Going in to work this morning was out of the question. Beth understood the urgency and readily called Amy and Sylvia to stop them from coming into the nursery. They had a day off, but the Taylors were going to be busy.

While Beth fed everyone, she made a list and had Matt jotting down all the things that needed to be done. "We can get Dad and Mom to help. We have three vehicles between us, so that should make things go faster. Anything too big for your pickup, I suppose we'll have to rent a moving van."

Ethan huffed out a laugh as he dropped into his chair. "Like we're going to put our battered couch into your house. I don't think so. Except for our mattresses and Dylan's crib, it's going to be all boxes and bags."

"Ethan's right," Matt said, shoveling scrambled eggs into his mouth as he spoke. "Anything too big for the truck, should probably be staying here."

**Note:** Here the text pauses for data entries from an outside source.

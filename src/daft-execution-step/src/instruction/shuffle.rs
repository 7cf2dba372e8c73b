use std::sync::Arc;

use common_daft_config::DaftExecutionConfig;
use common_error::{DaftError, DaftResult};
use rand::{
    distributions::{Distribution, Uniform},
    rngs::StdRng,
    SeedableRng,
};
use tracing::instrument;

use super::{at_least_one, single};
use crate::partition::Partition;

/// Splits `input` into `num_partitions` partitions, sending row `i` to `targets[i]`.
///
/// Always yields exactly `num_partitions` outputs, some possibly empty. Rows keep their
/// relative order within each output.
pub(crate) fn partition_by_index<P: Partition>(
    input: &P,
    targets: &[u64],
    num_partitions: usize,
) -> DaftResult<Vec<Arc<P>>> {
    if num_partitions == 0 {
        return Err(DaftError::ValueError(
            "Can not partition into 0 partitions".to_string(),
        ));
    }
    if targets.len() != input.len() {
        return Err(DaftError::ValueError(format!(
            "Partition targets must match partition length: {} vs {}",
            targets.len(),
            input.len()
        )));
    }
    let mut buckets = vec![Vec::with_capacity(input.len() / num_partitions); num_partitions];
    for (row, &target) in targets.iter().enumerate() {
        let bucket = buckets.get_mut(target as usize).ok_or_else(|| {
            DaftError::ComputeError(format!(
                "Row {row} has partition target {target}, out of range for {num_partitions} partitions"
            ))
        })?;
        bucket.push(row as u64);
    }
    buckets
        .iter()
        .map(|indices| Ok(Arc::new(input.take(indices)?)))
        .collect()
}

/// Concatenates any number of partitions, in input order, into one.
#[derive(Debug, Clone, Copy, Default, PartialEq, Eq)]
pub struct ReduceMerge;

impl ReduceMerge {
    pub fn new() -> Self {
        Self
    }

    #[instrument(skip_all, name = "ReduceMerge::run")]
    pub fn run<P: Partition>(&self, inputs: &[Arc<P>]) -> DaftResult<Vec<Arc<P>>> {
        at_least_one("ReduceMerge", inputs)?;
        let parts = inputs.iter().map(|p| p.as_ref()).collect::<Vec<&P>>();
        Ok(vec![Arc::new(P::merge_partitions(&parts, false)?)])
    }
}

/// Assigns every row to a uniformly random output.
#[derive(Debug, Clone, Copy, PartialEq, Eq)]
pub struct FanoutRandom {
    num_outputs: usize,
    seed: Option<u64>,
}

impl FanoutRandom {
    pub fn new(num_outputs: usize) -> Self {
        Self {
            num_outputs,
            seed: None,
        }
    }

    pub fn from_config(num_outputs: usize, config: &DaftExecutionConfig) -> Self {
        Self {
            num_outputs,
            seed: config.fanout_random_seed,
        }
    }

    /// Fixes the row assignment so reruns of the same task produce the same split.
    pub fn with_seed(mut self, seed: u64) -> Self {
        self.seed = Some(seed);
        self
    }

    pub fn num_outputs(&self) -> usize {
        self.num_outputs
    }

    #[instrument(skip_all, name = "FanoutRandom::run", fields(num_outputs = self.num_outputs))]
    pub fn run<P: Partition>(&self, inputs: &[Arc<P>]) -> DaftResult<Vec<Arc<P>>> {
        let input = single("FanoutRandom", inputs)?;
        if self.num_outputs == 1 {
            return Ok(vec![input.clone()]);
        }
        if self.num_outputs == 0 {
            return Err(DaftError::ValueError(
                "Can not partition into 0 partitions".to_string(),
            ));
        }
        let mut rng = match self.seed {
            Some(seed) => StdRng::seed_from_u64(seed),
            None => StdRng::from_entropy(),
        };
        let range = Uniform::from(0..self.num_outputs as u64);
        let targets = (0..input.len())
            .map(|_| range.sample(&mut rng))
            .collect::<Vec<_>>();
        partition_by_index(input.as_ref(), &targets, self.num_outputs)
    }
}

/// Assigns every row to `hash(partition_by) % num_outputs`.
#[derive(Debug)]
pub struct FanoutHash<P: Partition> {
    num_outputs: usize,
    partition_by: Vec<P::Expr>,
}

impl<P: Partition> FanoutHash<P> {
    pub fn new(num_outputs: usize, partition_by: Vec<P::Expr>) -> Self {
        Self {
            num_outputs,
            partition_by,
        }
    }

    pub fn num_outputs(&self) -> usize {
        self.num_outputs
    }

    pub fn partition_by(&self) -> &[P::Expr] {
        &self.partition_by
    }

    #[instrument(skip_all, name = "FanoutHash::run", fields(num_outputs = self.num_outputs))]
    pub fn run(&self, inputs: &[Arc<P>]) -> DaftResult<Vec<Arc<P>>> {
        let input = single("FanoutHash", inputs)?;
        if self.num_outputs == 0 {
            return Err(DaftError::ValueError(
                "Can not partition into 0 partitions".to_string(),
            ));
        }
        // Hash even for a single output so bad partition-by expressions still surface.
        let hashes = input.hash_rows(&self.partition_by)?;
        if self.num_outputs == 1 {
            return Ok(vec![input.clone()]);
        }
        let num_outputs = self.num_outputs as u64;
        let targets = hashes
            .into_iter()
            .map(|hash| hash % num_outputs)
            .collect::<Vec<_>>();
        partition_by_index(input.as_ref(), &targets, self.num_outputs)
    }
}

"Beth told me all about your date, Matty." Cassie beamed him a sunny smile from across the table. "I think it was terribly romantic of you to watch the sunset together."

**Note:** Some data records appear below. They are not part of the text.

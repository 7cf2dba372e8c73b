use std::{fmt::Debug, sync::Arc};

use common_error::DaftResult;

/// An expression understood by a [`Partition`] implementation.
///
/// Instructions treat expressions as opaque values; the only rewrites they need are the
/// two below, both used by the sampling side of the distributed sort.
pub trait PartitionExpr: Clone + Debug + Send + Sync + 'static {
    /// A reference to the column this expression produces, for use after the expression
    /// has already been evaluated into a partition.
    fn to_column_expr(&self) -> Self;

    /// A predicate that is true where this expression is not null.
    fn not_null(&self) -> Self;
}

/// The physical partition container that instructions operate on.
///
/// Implemented by the data layer (e.g. a micropartition); instructions call into these
/// operations but never implement them.
pub trait Partition: Debug + Send + Sync + Sized + 'static {
    type Expr: PartitionExpr;

    fn len(&self) -> usize;

    fn is_empty(&self) -> bool {
        self.len() == 0
    }

    fn size_bytes(&self) -> DaftResult<Option<usize>>;

    /// Keeps rows where every predicate evaluates to true.
    fn filter(&self, predicate: &[Self::Expr]) -> DaftResult<Self>;

    fn eval_expression_list(&self, exprs: &[Self::Expr]) -> DaftResult<Self>;

    fn head(&self, num: usize) -> DaftResult<Self>;

    /// Draws up to `num` rows.
    fn sample(&self, num: usize) -> DaftResult<Self>;

    fn agg(&self, to_agg: &[Self::Expr], group_by: Option<&[Self::Expr]>) -> DaftResult<Self>;

    fn join(
        &self,
        right: &Self,
        left_on: &[Self::Expr],
        right_on: &[Self::Expr],
        output_projection: &[Self::Expr],
        how: JoinType,
    ) -> DaftResult<Self>;

    fn sort(&self, sort_by: &[Self::Expr], descending: &[bool]) -> DaftResult<Self>;

    /// Returns the `num - 1` rows at evenly spaced positions of an already sorted partition.
    fn quantiles(&self, num: usize) -> DaftResult<Self>;

    /// Concatenates `parts` in order.
    fn merge_partitions(parts: &[&Self], verify_partition_id: bool) -> DaftResult<Self>;

    /// Hashes the evaluated `exprs` of every row. Must be deterministic for equal rows.
    fn hash_rows(&self, exprs: &[Self::Expr]) -> DaftResult<Vec<u64>>;

    /// For each row, the index of the range it falls in, given sorted `boundaries`
    /// (already evaluated sort columns) and the per-column sort direction.
    fn search_sorted(
        &self,
        sort_by: &[Self::Expr],
        boundaries: &Self,
        descending: &[bool],
    ) -> DaftResult<Vec<u64>>;

    fn take(&self, indices: &[u64]) -> DaftResult<Self>;
}

/// A runner's handle to a partition: the partition itself, a reference to remote memory,
/// or a future. Steps only move and clone handles, they never look inside.
pub trait PartitionRef: Clone + Debug + Send + Sync + 'static {
    type Partition: Partition;
}

impl<P: Partition> PartitionRef for Arc<P> {
    type Partition = P;
}

#[derive(Debug, Clone, Copy, PartialEq, Eq, Hash)]
pub enum JoinType {
    Inner,
    Left,
    Right,
    Outer,
}

impl std::fmt::Display for JoinType {
    fn fmt(&self, f: &mut std::fmt::Formatter<'_>) -> std::fmt::Result {
        let name = match self {
            Self::Inner => "inner",
            Self::Left => "left",
            Self::Right => "right",
            Self::Outer => "outer",
        };
        f.write_str(name)
    }
}

#[derive(Debug, Clone, Default, PartialEq, Eq)]
pub struct PartitionMetadata {
    pub num_rows: Option<usize>,
    pub size_bytes: Option<usize>,
}

impl PartitionMetadata {
    pub fn new(num_rows: Option<usize>, size_bytes: Option<usize>) -> Self {
        Self {
            num_rows,
            size_bytes,
        }
    }

    pub fn from_partition<P: Partition>(partition: &P) -> DaftResult<Self> {
        Ok(Self::new(Some(partition.len()), partition.size_bytes()?))
    }
}
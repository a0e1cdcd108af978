use crate::error::{OutbreakError, Result};

/// Holt's linear-trend exponential smoothing (additive trend, no season).
///
/// Recursion, for `t >= 1`:
/// - one-step forecast `f_t = l_{t-1} + b_{t-1}`
/// - level `l_t = alpha * y_t + (1 - alpha) * (l_{t-1} + b_{t-1})`
/// - trend `b_t = beta * (l_t - l_{t-1}) + (1 - beta) * b_{t-1}`
///
/// initialized with `l_0 = y_0`, `b_0 = y_1 - y_0`. The `h`-step forecast is
/// `l_n + h * b_n`.
#[derive(Debug, Clone, PartialEq)]
pub struct HoltModel {
    pub alpha: f64,
    pub beta: f64,
    pub level: f64,
    pub trend: f64,
    /// Sum of squared one-step-ahead errors over the fitted series.
    pub sse: f64,
}

impl HoltModel {
    /// Fit with fixed smoothing parameters.
    pub fn fit_with(ys: &[f64], alpha: f64, beta: f64) -> Result<Self> {
        if ys.len() < 2 {
            return Err(OutbreakError::ForecastDiverged(format!(
                "need at least 2 observations, got {}",
                ys.len()
            )));
        }
        if ys.iter().any(|y| !y.is_finite()) {
            return Err(OutbreakError::ForecastDiverged(
                "non-finite observation".to_string(),
            ));
        }

        let mut level = ys[0];
        let mut trend = ys[1] - ys[0];
        let mut sse = 0.0;
        for &y in &ys[1..] {
            let predicted = level + trend;
            let err = y - predicted;
            sse += err * err;
            let new_level = alpha * y + (1.0 - alpha) * predicted;
            trend = beta * (new_level - level) + (1.0 - beta) * trend;
            level = new_level;
        }

        if !(level.is_finite() && trend.is_finite() && sse.is_finite()) {
            return Err(OutbreakError::ForecastDiverged(format!(
                "state diverged at alpha={alpha}, beta={beta}"
            )));
        }

        Ok(Self {
            alpha,
            beta,
            level,
            trend,
            sse,
        })
    }

    /// Fit by minimizing one-step SSE over (alpha, beta).
    ///
    /// A coarse 0.05 grid over (0, 1)² locates the basin, then a 0.01 grid
    /// refines around the best coarse point.
    pub fn fit(ys: &[f64]) -> Result<Self> {
        let coarse: Vec<f64> = (1..20).map(|k| k as f64 * 0.05).collect();
        let best = Self::search(ys, &coarse, &coarse)?;

        let refine = |center: f64| -> Vec<f64> {
            (-5..=5)
                .map(|k| (center + k as f64 * 0.01).clamp(0.01, 0.99))
                .collect()
        };
        let refined = Self::search(ys, &refine(best.alpha), &refine(best.beta))?;
        Ok(if refined.sse < best.sse { refined } else { best })
    }

    fn search(ys: &[f64], alphas: &[f64], betas: &[f64]) -> Result<Self> {
        let mut best: Option<Self> = None;
        let mut last_err = None;
        for &alpha in alphas {
            for &beta in betas {
                match Self::fit_with(ys, alpha, beta) {
                    Ok(model) => {
                        if best.as_ref().map_or(true, |b| model.sse < b.sse) {
                            best = Some(model);
                        }
                    }
                    Err(e) => last_err = Some(e),
                }
            }
        }
        best.ok_or_else(|| {
            last_err.unwrap_or_else(|| {
                OutbreakError::ForecastDiverged("empty parameter grid".to_string())
            })
        })
    }

    /// Point forecasts for steps `1..=horizon`.
    pub fn forecast(&self, horizon: usize) -> Vec<f64> {
        (1..=horizon)
            .map(|h| self.level + h as f64 * self.trend)
            .collect()
    }
}

#[cfg(test)]
mod tests {
    use super::*;

    #[test]
    fn test_linear_series_extrapolates_exactly() {
        // A perfect line has zero one-step error for any parameters
        let ys: Vec<f64> = (0..10).map(|t| 3.0 + 2.0 * t as f64).collect();
        let model = HoltModel::fit(&ys).unwrap();
        assert!(model.sse < 1e-18);
        let fc = model.forecast(3);
        assert!((fc[0] - 23.0).abs() < 1e-9);
        assert!((fc[2] - 27.0).abs() < 1e-9);
    }

    #[test]
    fn test_fit_with_hand_computed() {
        // y = [1, 3, 4], alpha = 0.5, beta = 0.5
        // l0=1, b0=2
        // t=1: f=3, e=0, l=3, b=0.5*2+0.5*2=2
        // t=2: f=5, e=-1, l=0.5*4+0.5*5=4.5, b=0.5*1.5+0.5*2=1.75
        let m = HoltModel::fit_with(&[1.0, 3.0, 4.0], 0.5, 0.5).unwrap();
        assert!((m.level - 4.5).abs() < 1e-12);
        assert!((m.trend - 1.75).abs() < 1e-12);
        assert!((m.sse - 1.0).abs() < 1e-12);
        assert!((m.forecast(2)[1] - 8.0).abs() < 1e-12);
    }

    #[test]
    fn test_rejects_non_finite() {
        assert!(HoltModel::fit(&[1.0, f64::NAN, 2.0]).is_err());
        assert!(HoltModel::fit(&[1.0]).is_err());
    }

    #[test]
    fn test_fit_beats_arbitrary_parameters() {
        let ys = vec![2.0, 5.0, 3.0, 8.0, 6.0, 11.0, 9.0, 14.0];
        let fitted = HoltModel::fit(&ys).unwrap();
        let fixed = HoltModel::fit_with(&ys, 0.9, 0.9).unwrap();
        assert!(fitted.sse <= fixed.sse);
        assert!(fitted.alpha > 0.0 && fitted.alpha < 1.0);
    }
}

Matt slanted a look at Beth, but Beth only smiled.

"You watched the sunset?" Ethan paused his breakfast long enough to give Matt a brotherly look of approval. "Way to go. Did you get lucky?"

"None of your business."

"Okay, okay. But knowing you, you probably did."

"Let it drop, Ethan."

The teenager stared at Matt a few moments, as though trying to read Matt's face. With an affirming nod, he went back to his food and the open book on the table.

It was odd seeing Ethan so engrossed in something with no flashy advertising and no illustrations. Matt slanted to get a look at the open pages, then elbowed Ethan. "What's that?"

"A Tale of Two Cities. Dan had it in his car, and gave it to me. It's not a blockbuster action, but it's cool in its own way. The guy gets his head chopped off to save someone else's life, so he turns out to be a hero. Don't go spreading it around that I'm reading this stuff, okay? We may be moving out of this dump, but I still have to hold my head up at school."

Matt turned the book over to read the cover. "Charles Dickens-- he wrote that Christmas Carol movie, didn't he?"

Ethan elbowed Matt. "It was a book before it was a movie. I haven't read it yet, but if it's anything like this one, I might give it a try."

"Dan gave you this?"

"Uh-huh. He knows a lot of junk about writing, grammar, that sort of thing. He's pretty cool."

Matt smothered a grin. The nerd with the glasses was cool. Though he felt a pang of jealousy over his brother's admiration of Daniel, Matt was glad to see Ethan interested in something that educated people liked. The last thing Matt wanted was for his brother to turn out the way he had-- a high-school dropout with experience in all the wrong things in life. He wanted Ethan to make something of himself, to be different than his dumb brother who was only fit for manual labor.

The reflection discouraged Matt, but he didn't have time to beat himself up. Not today. After breakfast, they had to pack up, and leave this rundown neighborhood behind.


"And now, Lord, what wait I for? my hope is in Thee."